I have been working on multiple GPUs (2x Firepro 3D 7800) on Ubuntu 10.04 x86_64. I have created two simple examples 1 a vector addition and one that creates a negative of an image.
I have them executing successfully and the time returned from the queue event shows perfect speed-up over a single GPU. The problem is that I have timers around the execute kernel statement. From those timers, I see no speed-up and usually a speed decrease.
I began printing out queue submit and queue start times. I found that the second gpu kernel won't begin execution until the first ends.
I have the latest driver 8.86.5.
Below is my kernel launch code:
timers[timer_name[timer_num+1]]->start();
#pragma omp parallel for private(i)//, schedule(static,1)
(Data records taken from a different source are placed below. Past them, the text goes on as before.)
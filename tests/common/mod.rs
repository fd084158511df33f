//! Shared fixtures for integration tests

use chrono::NaiveDateTime;
use phin::orm::categories::{self, CategoryKind};
use phin::orm::places::{self, ApprovalStatus, PlaceStatus};
use phin::orm::ratings;
use phin::orm::restricted_words::{self, Severity};
use phin::text::normalize;
use phin::word_filter::default_replacement;

#[allow(dead_code)]
pub fn place_model(id: i32, name: &str, approval: ApprovalStatus) -> places::Model {
    places::Model {
        id,
        name: name.to_owned(),
        slug: phin::text::slugify(name),
        description: None,
        address: None,
        status: PlaceStatus::Active,
        approval_status: approval,
        rejection_reason: None,
        reviewed_by: None,
        average_rating: 0.0,
        total_ratings: 0,
        view_count: 0,
        hot_score: 0.0,
        weekly_views: 0,
        weekly_hot_score: 0.0,
        created_by: 1,
        created_at: NaiveDateTime::default(),
        updated_at: NaiveDateTime::default(),
    }
}

#[allow(dead_code)]
pub fn category_model(id: i32, name: &str, kind: CategoryKind) -> categories::Model {
    categories::Model {
        id,
        name: name.to_owned(),
        slug: phin::text::slugify(name),
        kind,
        description: None,
        thumbnail_url: None,
        created_at: NaiveDateTime::default(),
    }
}

#[allow(dead_code)]
pub fn rating_model(
    id: i32,
    place_id: i32,
    user_id: i32,
    scores: [Option<i16>; 5],
) -> ratings::Model {
    let [drink_quality, location, price, service, staff_attitude] = scores;
    ratings::Model {
        id,
        place_id,
        user_id,
        drink_quality,
        location,
        price,
        service,
        staff_attitude,
        created_at: NaiveDateTime::default(),
        updated_at: NaiveDateTime::default(),
    }
}

#[allow(dead_code)]
pub fn word_model(
    id: i32,
    word: &str,
    severity: Severity,
    replacement: Option<&str>,
) -> restricted_words::Model {
    restricted_words::Model {
        id,
        word: word.to_owned(),
        normalized: normalize(word),
        severity,
        replacement: replacement
            .map(str::to_owned)
            .unwrap_or_else(|| default_replacement(word)),
        created_by: None,
        created_at: NaiveDateTime::default(),
    }
}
for(i = 0; i<num_gpus; i++)
{
try
{
cli->err = cli->queue.enqueueNDRangeKernel(kernels,cl::NullRange, cl::NDRange(x,y/num_gpus),cl::NullRange , NULL, &event_execute);
}
catch (cl::Error er)
{
printf("j = %d, num_gpus = %d, i = %d\n",j,num_gpus,i);
printf("ERROR: %s(%s)\n", er.what(), oclErrorString(er.err()));
}
}
for(i = 0; i<num_gpus; i++)
{
cli->queue.finish();
}
timers[timer_name[timer_num+1]]->stop();
Here are my printouts from the negative image kernel:
Negative calculation on GPU # 1 of 1:
Submit Time: 248512122.967647999525070
Queue Time: 248512122.961299985647202
Start Time: 248512123.145188987255096
End Time: 248512126.960956990718842
Minimum Time: 2.731202000000000
Maximum Time: 3.815768000000000
Average Time: 2.865470800000000
Total Time: 28.654707999999996
Count: 10
Negative calculation on GPU # 1 of 2:
Submit Time: 248512260.716033995151520
Queue Time: 248512260.707136988639832
Start Time: 248512260.910378992557526
End Time: 248512262.280068993568420
Minimum Time: 1.368542000000000
Maximum Time: 2.042697000000000
Average Time: 1.528395200000000
Total Time: 15.283951999999999
Count: 10
Negative calculation on GPU # 2 of 2:
Submit Time: 248512262.304941982030869
Queue Time: 248512260.690681993961334
Start Time: 248512262.438205987215042
End Time: 248512263.875981003046036
Minimum Time: 1.368398000000000
Maximum Time: 2.052437000000000
Average Time: 1.572541900000000
Total Time: 15.725419000000000
Count: 10
manipulating img on 1 GPUs | avg: 4.4911 | tot: 44.9110 | count= 10
manipulating img on 2 GPUs | avg: 3.8605 | tot: 38.6050 | count= 10
you call finish() which is wrong in single-thread multi device enviroment. when you enqueue kernel it dont start execution. you must call flush() on queue to start execution. after that you can call some blocking call like finish()
Thanks!! I had the misconception that finish() implicitly called flush()!
It does call flush. What it does not do is call flush on every queue. So in your loop you finish on one queue - you flush and block on that queue. Then you flush and block on the next. Of course, as you didn't flush the second when you blocked on the first you serialised.
Split your code. Loop to flush. Loop to finish. Or, more cleanly, maybe, build an event list with the last event in each queue and wait on the event set and block on all queues at once.